**ABOUT THIS TASK:**
In these entries, tally the lines where "UnknownLabel" occurs. Respond with only the count.

**DATA UNDER STUDY:**
•••••
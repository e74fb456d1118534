//! Feature deriver.
//!
//! Computes every derived column from validated attributes. Derived
//! values are always recomputed here; anything the input carried under a
//! derived column name was dropped by the validator.

mod features;

pub use features::*;

use chrono::{Datelike, NaiveDate};
use thiserror::Error;

use crate::config::{Buckets, Boundary, DeriverConfig};
use crate::models::{
    Claim, ClaimAttributes, ClaimFeatures, HospitalSize, Patient, PatientAttributes,
    PatientFeatures, Prescription, PrescriptionAttributes, PrescriptionFeatures, Provider,
    ProviderAttributes, ProviderFeatures,
};

/// A row whose features cannot be computed. The row is rejected, the
/// batch continues.
#[derive(Error, Debug, Clone, PartialEq)]
pub enum DerivationError {
    #[error("cannot compute {field}: {divisor} is zero")]
    ZeroDivisor {
        field: &'static str,
        divisor: &'static str,
    },

    #[error("{field} value {value} is below every configured band")]
    Unclassified { field: &'static str, value: String },

    #[error("{field} band label {label:?} is not recognised")]
    UnknownLabel { field: &'static str, label: String },
}

pub type DerivationResult<T> = Result<T, DerivationError>;

/// Derives features for one run. `as_of` is the run's logical date, used
/// for recency features instead of the wall clock.
pub struct FeatureDeriver<'a> {
    config: &'a DeriverConfig,
    as_of: NaiveDate,
}

impl<'a> FeatureDeriver<'a> {
    pub fn new(config: &'a DeriverConfig, as_of: NaiveDate) -> Self {
        Self { config, as_of }
    }

    pub fn as_of(&self) -> NaiveDate {
        self.as_of
    }

    pub fn patient(&self, attributes: PatientAttributes) -> DerivationResult<Patient> {
        let days_since_last_visit = attributes
            .last_visit_date
            .map(|visit| days_between(visit, self.as_of));

        let features = PatientFeatures {
            age_category: classify(&self.config.age_categories, attributes.age, "age_category")?,
            risk_level: classify(
                &self.config.risk_levels,
                attributes.chronic_conditions,
                "risk_level",
            )?,
            days_since_last_visit,
            patient_status: days_since_last_visit
                .map(|days| patient_status(days, &self.config.patient_status).to_string()),
        };
        Ok(Patient {
            attributes,
            features,
        })
    }

    pub fn provider(&self, attributes: ProviderAttributes) -> DerivationResult<Provider> {
        let label = classify(&self.config.hospital_sizes, attributes.beds, "hospital_size")?;
        let hospital_size =
            HospitalSize::from_label(&label).ok_or(DerivationError::UnknownLabel {
                field: "hospital_size",
                label,
            })?;

        let features = ProviderFeatures {
            hospital_size,
            full_address: full_address(&attributes.city, &attributes.state),
        };
        Ok(Provider {
            attributes,
            features,
        })
    }

    pub fn claim(&self, attributes: ClaimAttributes) -> DerivationResult<Claim> {
        let admission = attributes.admission_date;
        let los = length_of_stay(admission, attributes.discharge_date);

        let cost_per_day = los
            .map(|days| claim_cost_per_day(attributes.cost, days))
            .transpose()?;
        let los_category = los
            .map(|days| classify(&self.config.los_categories, days, "los_category"))
            .transpose()?;

        let features = ClaimFeatures {
            readmission_flag: readmission_flag(
                attributes.discharge_date,
                attributes.readmission_date,
                self.config.readmission_window_days,
            ),
            length_of_stay: los,
            cost_per_day,
            cost_category: classify(&self.config.cost_categories, attributes.cost, "cost_category")?,
            los_category,
            admission_month: admission.month(),
            admission_quarter: quarter(admission),
            admission_year: admission.year(),
            admission_day_of_week: weekday_name(admission).to_string(),
        };
        Ok(Claim {
            attributes,
            features,
        })
    }

    pub fn prescription(
        &self,
        attributes: PrescriptionAttributes,
    ) -> DerivationResult<Prescription> {
        let adherence_rate = adherence_rate(attributes.days_supplied, attributes.days_prescribed)?;
        let date = attributes.prescription_date;

        let features = PrescriptionFeatures {
            adherence_rate,
            adherence_category: classify(
                &self.config.adherence_categories,
                adherence_rate,
                "adherence_category",
            )?,
            cost_per_day: per_day(
                attributes.cost,
                attributes.days_supplied,
                "cost_per_day",
                "days_supplied",
            )?,
            prescription_month: date.month(),
            prescription_quarter: quarter(date),
            prescription_year: date.year(),
        };
        Ok(Prescription {
            attributes,
            features,
        })
    }
}

fn classify<T: Boundary>(
    buckets: &Buckets<T>,
    value: T,
    field: &'static str,
) -> DerivationResult<String> {
    buckets
        .classify(value)
        .map(str::to_string)
        .ok_or_else(|| DerivationError::Unclassified {
            field,
            value: value.to_string(),
        })
}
•••••
**THE ANSWER:**
2